Le trofie alla genovese sono un piatto estivo, al suo apice quando il basilico genovese è fresco e abbondante nei mercati, cioè da giugno a settembre. In questa stagione il basilico ha aroma più concentrato e meno rischio di marcire. Perfetta per pranzi leggeri, cene con amici nei mesi caldi, anche come piatto freddo il giorno dopo se conservata bene in frigorifero.

Domande frequenti

  • Posso fare il pesto nel frullatore? Tecnicamente sì, ma il mortaio rimane superiore: nel frullatore il basilico si riscalda per attrito e perde aroma, il risultato è più omogeneo ma meno profumato e più scuro di colore.

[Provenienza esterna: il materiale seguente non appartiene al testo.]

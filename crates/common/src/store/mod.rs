//! Shared key-value store abstraction
//!
//! Workers coordinate only through a remote key-value store. [`SharedStore`]
//! captures the handful of primitives the limiter, the breaker and the metrics
//! flush need: versioned reads with compare-and-set, TTL writes, hash-field
//! increments and a score-ordered set. [`InMemoryStore`] implements it for a
//! single process (tests, local development, and the fail-open fallback).

pub mod keys;
pub mod memory;

use std::collections::HashMap;
use std::time::Duration;

use async_trait::async_trait;
use serde::de::DeserializeOwned;
use serde::Serialize;
use thiserror::Error;
use tracing::warn;

pub use memory::InMemoryStore;

use crate::error::{ErrorClassification, ErrorSeverity};

/// Result type for store operations
pub type StoreResult<T> = Result<T, StoreError>;

/// Errors returned by a [`SharedStore`]
#[derive(Debug, Clone, PartialEq, Eq, Error)]
pub enum StoreError {
    /// The store could not be reached or timed out
    #[error("Store unavailable: {0}")]
    Unavailable(String),

    #[error("Store serialization error: {0}")]
    Serialization(String),

    /// The key holds a value of a different kind than the operation expects
    #[error("Wrong value type for key '{0}'")]
    WrongType(String),
}

impl StoreError {
    pub fn is_unavailable(&self) -> bool {
        matches!(self, Self::Unavailable(_))
    }
}

impl ErrorClassification for StoreError {
    fn is_retryable(&self) -> bool {
        self.is_unavailable()
    }

    fn severity(&self) -> ErrorSeverity {
        match self {
            Self::Unavailable(_) => ErrorSeverity::Warning,
            Self::Serialization(_) | Self::WrongType(_) => ErrorSeverity::Error,
        }
    }

    fn is_critical(&self) -> bool {
        false
    }

    fn retry_after(&self) -> Option<Duration> {
        None
    }
}

impl From<serde_json::Error> for StoreError {
    fn from(err: serde_json::Error) -> Self {
        Self::Serialization(err.to_string())
    }
}

/// A stored value together with the version it was read at
#[derive(Debug, Clone, PartialEq, Eq)]
pub struct Versioned {
    pub value: String,
    pub version: u64,
}

/// Remote key-value store shared by all workers
///
/// Every method is a single self-contained round trip; implementations must
/// make each one atomic with respect to the key it touches.
#[async_trait]
pub trait SharedStore: Send + Sync {
    /// Read a plain value and its current version.
    async fn get(&self, key: &str) -> StoreResult<Option<Versioned>>;

    /// Write `value` only if the key is still at `expected_version`
    /// (`None` = the key must be absent). Returns whether the write happened.
    async fn compare_and_set(
        &self,
        key: &str,
        expected_version: Option<u64>,
        value: String,
        ttl: Option<Duration>,
    ) -> StoreResult<bool>;

    /// Unconditional write.
    async fn set(&self, key: &str, value: String, ttl: Option<Duration>) -> StoreResult<()>;

    /// Returns whether a key was removed.
    async fn delete(&self, key: &str) -> StoreResult<bool>;

    /// Atomically add `delta` to a hash field, returning the new value.
    async fn hash_incr(&self, key: &str, field: &str, delta: i64) -> StoreResult<i64>;

    async fn hash_get_all(&self, key: &str) -> StoreResult<HashMap<String, i64>>;

    /// Add a member to a score-ordered set.
    async fn sorted_add(&self, key: &str, score: i64, member: String) -> StoreResult<()>;

    /// Members with `min <= score <= max`, ascending by score.
    async fn sorted_range(&self, key: &str, min: i64, max: i64) -> StoreResult<Vec<(i64, String)>>;

    /// Remove members with `score < below`; returns how many were removed.
    async fn sorted_remove_below(&self, key: &str, below: i64) -> StoreResult<usize>;
}

/// A JSON record read for a read-modify-write cycle
///
/// `version` is the version to pass to `compare_and_set`. A record that
/// exists but cannot be decoded has `value = None` and `Some(version)`, so the
/// next write overwrites it.
#[derive(Debug, Clone, PartialEq)]
pub struct JsonRecord<T> {
    pub value: Option<T>,
    pub version: Option<u64>,
}

/// Read and decode a JSON record, treating corrupt data as absent.
pub async fn read_json<T: DeserializeOwned>(
    store: &dyn SharedStore,
    key: &str,
) -> StoreResult<JsonRecord<T>> {
    let Some(versioned) = store.get(key).await? else {
        return Ok(JsonRecord { value: None, version: None });
    };

    let value = match serde_json::from_str(&versioned.value) {
        Ok(value) => Some(value),
        Err(err) => {
            warn!(key, error = %err, "Discarding corrupt record");
            None
        }
    };

    Ok(JsonRecord { value, version: Some(versioned.version) })
}

/// Encode `value` and compare-and-set it.
pub async fn write_json<T: Serialize + Sync>(
    store: &dyn SharedStore,
    key: &str,
    expected_version: Option<u64>,
    value: &T,
    ttl: Option<Duration>,
) -> StoreResult<bool> {
    let encoded = serde_json::to_string(value)?;
    store.compare_and_set(key, expected_version, encoded, ttl).await
}
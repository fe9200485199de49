//! Store key schema

/// Hash of merged cross-worker metric counters
pub const METRICS_SNAPSHOT_KEY: &str = "metrics:snapshot";

/// Score-ordered set of flushed metric points, scored by epoch millis
pub const METRICS_TIMELINE_KEY: &str = "metrics:timeline";

/// Adaptive rate limit state for one principal
pub fn rate_limit_key(principal_id: &str) -> String {
    format!("rate_limit:{principal_id}:state")
}

/// Circuit breaker record for one endpoint key
pub fn circuit_key(endpoint_key: &str) -> String {
    format!("circuit:{endpoint_key}")
}
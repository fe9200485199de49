//! Port interfaces for the publish flow
//!
//! These traits define the boundaries between the orchestrator and the
//! infrastructure that talks to the platform, the scheduler and the user.

use std::time::Duration;

use async_trait::async_trait;
use postgate_domain::{
    Credentials, PublishContent, PublishFailure, PublishJob, PublishReceipt, Result,
};
use serde::{Deserialize, Serialize};

/// The third-party publish call
#[async_trait]
pub trait Publisher: Send + Sync {
    async fn publish(
        &self,
        content: &PublishContent,
        credentials: &Credentials,
    ) -> std::result::Result<PublishReceipt, PublishFailure>;
}

/// Access to a principal's stored credentials
///
/// Failures are reported as [`PublishFailure`] so they flow through the same
/// categorization as publish errors; a refresh rejected because the grant was
/// revoked must categorize as `CREDENTIAL_REVOKED`.
#[async_trait]
pub trait CredentialStore: Send + Sync {
    async fn credentials(&self, principal_id: &str)
        -> std::result::Result<Credentials, PublishFailure>;

    /// Exchange the refresh token for new credentials and persist them.
    async fn refresh(&self, principal_id: &str) -> std::result::Result<Credentials, PublishFailure>;
}

/// Pauses scheduled work that cannot succeed
#[async_trait]
pub trait WorkPauser: Send + Sync {
    /// Pause every scheduled item for `principal_id`. Returns how many were
    /// paused.
    async fn pause_scheduled_work(&self, principal_id: &str, reason: &str) -> Result<usize>;
}

/// What the user is told when their credentials stop working
#[derive(Debug, Clone, PartialEq, Eq, Serialize, Deserialize)]
pub struct RevocationNotice {
    pub job_id: String,
    pub endpoint_key: String,
    pub message: String,
    pub paused_jobs: usize,
}

/// Notifies a principal about credential problems
#[async_trait]
pub trait CredentialNotifier: Send + Sync {
    async fn notify_credentials_expired(
        &self,
        principal_id: &str,
        notice: &RevocationNotice,
    ) -> Result<()>;
}

/// Business records tracking each content item's publish status
#[async_trait]
pub trait PublishRecords: Send + Sync {
    async fn mark_published(&self, job: &PublishJob, receipt: &PublishReceipt) -> Result<()>;

    /// `reason` is already truncated for storage.
    async fn mark_failed(&self, job: &PublishJob, reason: &str) -> Result<()>;
}

/// Source of publish jobs for a worker
#[async_trait]
pub trait JobQueue: Send + Sync {
    /// Next job ready to run, if any.
    async fn next_job(&self) -> Result<Option<PublishJob>>;

    async fn complete(&self, job: &PublishJob, receipt: &PublishReceipt) -> Result<()>;

    /// Hand the job back to run again after `delay`, as the attempt number
    /// it carries.
    async fn reschedule(&self, job: PublishJob, delay: Duration) -> Result<()>;

    async fn fail(&self, job: &PublishJob, reason: &str) -> Result<()>;
}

  • Qual è la differenza tra trofie e troffie? Le trofie e le troffie sono la stessa pasta, solo variazioni di scrittura regionale. Sono una pasta corta e arrotolata tipica della Liguria, con forma allungata e ondulata.
  • Quanta acqua di cottura conservo? Bastano 100-150 ml in un bicchiere. L'amido che contiene aiuta il pesto ad aderire meglio alla pasta durante la mantecatura.
  • Posso usare il pecorino romano al posto del parmigiano? Il pecorino è più salato e piccante: il gusto cambia e diventa meno delicato. Il parmigiano reggiano è la scelta giusta per mantenere l'equilibrio con il basilico.